In my recent interview with C. E. Morgan, I asked her about the challenges of a white novelist writing about race. Here, in part, was her response, though it's worth reading the whole thing if you haven't yet:

The idea that writing about characters of another race requires a passage through a critical gauntlet, which involves apology and self-examination of an almost punitive nature, as though the act of writing race was somehow morally suspect, is a dangerous one. This approach appears culturally sensitive, but often it reveals a failure of nerve. I cannot imagine a mature artist approaching her work in such a hesitant fashion, and I believe the demand that we ought to reveals a species of fascism within the left—an embrace of political correctness with its required silences, which has left people afraid to offend or take a stand. The injunction to justify race-writing, while ostensibly considerate of marginalized groups, actually stifles transracial imagination and is inextricable from those codes of silence and repression, now normalized, which have contributed to the rise of the racist right in our country. When you leave good people afraid to speak on behalf of justice, however awkwardly or insensitively, those unafraid to speak will rise to power.

In asking this question, I was hoping that Morgan would respond the way she did, since I too think it's a failure of the moral, political, and artistic imagination to say that certain kinds of representation aren't permissible based solely upon race or identity. I don't often buy slippery slope arguments--they're usually a way to avoid the hard work of thinking through small but crucial distinctions--but I think you're wading into dangerous waters if you say that a writer can't write about identities outside of his/her experience. Can male novelists not write female characters? Can those in the middle class not imagine their way into the lower or upper classes? If not, what good is the imagination?

In an interview published yesterday on Slate, Jonathan Franzen was asked a similar question about race and representation and boy, did he have a different answer:

Have you ever considered writing a book about race?

I have thought about it, but—this is an embarrassing confession—I don’t have very many black friends. I have never been in love with a black woman. I feel like if I had, I might dare.

[I adjust the microphone, which he stares at for a moment.] Good, good, good. The mic. Got the mic pointed toward me. I am doing all the talking here. [Pauses.]

You were saying you have never been in love with a black woman.

Right. Didn’t marry into a black family. I write about characters, and I have to love the character to write about the character.
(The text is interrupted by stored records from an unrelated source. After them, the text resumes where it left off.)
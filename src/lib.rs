//! # hotvect
//!
//! Feature vectorization for ML serving.
//!
//! hotvect turns a record of named raw features (strings, category ids,
//! numbers and keyed numbers) into a sparse vector and scores it with a model.
//! The same pipeline runs whatever the record was decoded from.
//!
//! ## Pipeline
//!
//! ```text
//! raw input ─> DataRecord<Raw> ─> Transformer ─> DataRecord<Features> ─> Vectorizer ─> SparseVector ─> Estimator ─> score
//! ```
//!
//! Every stage is immutable once built, so a pipeline can be shared across
//! threads behind an `Arc` and called concurrently.
//!
//! ## Quick Start
//!
//! ```rust
//! use hotvect::prelude::*;
//!
//! namespaces! {
//!     pub enum Raw {
//!         Query => SingleString,
//!         Price => SingleNumerical,
//!     }
//! }
//!
//! namespaces! {
//!     pub enum Features {
//!         Query => SingleString,
//!         Price => SingleNumerical,
//!         QueryTokens => Strings,
//!     }
//! }
//!
//! // Query and Price are copied; QueryTokens is computed
//! let transformer = PassThroughTransformer::<Raw, Features, RawValue>::builder()
//!     .transform(Features::QueryTokens, |input: &DataRecord<Raw, RawValue>| {
//!         match input.get(Raw::Query)? {
//!             RawValue::SingleString(q) => Some(RawValue::strings(q.split_whitespace())),
//!             _ => None,
//!         }
//!     })
//!     .build()
//!     .unwrap();
//!
//! let vectorizer = HashingVectorizer::<Features>::new(HashingConfig::default()).unwrap();
//! let estimator = LinearEstimator::new(LinearModel::new(-1.0, vec![])).unwrap();
//! let scorer = TransformingScorer::<Features, _, _>::new(
//!     transformer,
//!     VectorizingScorer::new(vectorizer, estimator),
//! );
//!
//! let input = DataRecord::<Raw, RawValue>::new()
//!     .with(Raw::Query, "trail running shoes")
//!     .with(Raw::Price, 89.0);
//! assert_eq!(scorer.score(&input), -1.0);
//! ```
//!
//! ## Crate Structure
//!
//! - [`hotvect-core`](hotvect_core) - namespaces, raw values, records, sparse vectors, JSON codec
//! - [`hotvect-transform`](hotvect_transform) - auto-mapping and per-namespace transformations
//! - [`hotvect-score`](hotvect_score) - vectorizer/estimator contracts and the scorer

// Re-export core types
pub use hotvect_core::{
    namespaces,
    DataRecord, DataValue, Namespace, RawValue, SparseVector, StringsToNumericals, ValueCategory, ValueType,
    JsonRecordDecoder, JsonRecordEncoder, RecordDecoder, RecordEncoder,
    Error, Result,
};

// Re-export transformation
pub use hotvect_transform::{
    AutoMapper, PassThroughTransformer, PassThroughTransformerBuilder, Transformation, Transformer,
};

// Re-export scoring
pub use hotvect_score::{
    Estimator, HashingConfig, HashingVectorizer, LinearEstimator, LinearModel, Link,
    Scorer, TransformingScorer, Vectorizer, VectorizingScorer,
};

/// Prelude module for convenient imports
pub mod prelude {
    pub use crate::{
        namespaces,
        DataRecord, DataValue, Namespace, RawValue, SparseVector, ValueType,
        JsonRecordDecoder, JsonRecordEncoder, RecordDecoder, RecordEncoder,
        AutoMapper, PassThroughTransformer, Transformation, Transformer,
        Estimator, HashingConfig, HashingVectorizer, LinearEstimator, LinearModel, Link,
        Scorer, TransformingScorer, Vectorizer, VectorizingScorer,
        Error, Result,
    };
}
If you have not had direct firsthand experience of loving a category of person—a person of a different race, a profoundly religious person, things that are real stark differences between people—I think it is very hard to dare, or necessarily even want, to write fully from the inside of a person.

Franzen's response makes me uncomfortable for all kinds of reasons. First, if this isn't the distillation of what Morgan calls "apology and self-examination of an almost punitive nature," then I don't know what is. Second, how can an excellent novelist--and Frazen is an excellent novelist--possibly claim that if you haven't "had direct firsthand experience of loving a category of person" then you shouldn't dare to write about that category of person?  Besides, to love a person is not to love a category; it's to love a person in all his/her particularity. And what kind of novelist thinks of characters purely in terms of categories anyway? Isn't that betraying the very first task of the imagination: to see and recreate what Henry James calls "the warm & living & palpable"? 

Franzen is no stranger to controversy. This interview is likely to spark another one.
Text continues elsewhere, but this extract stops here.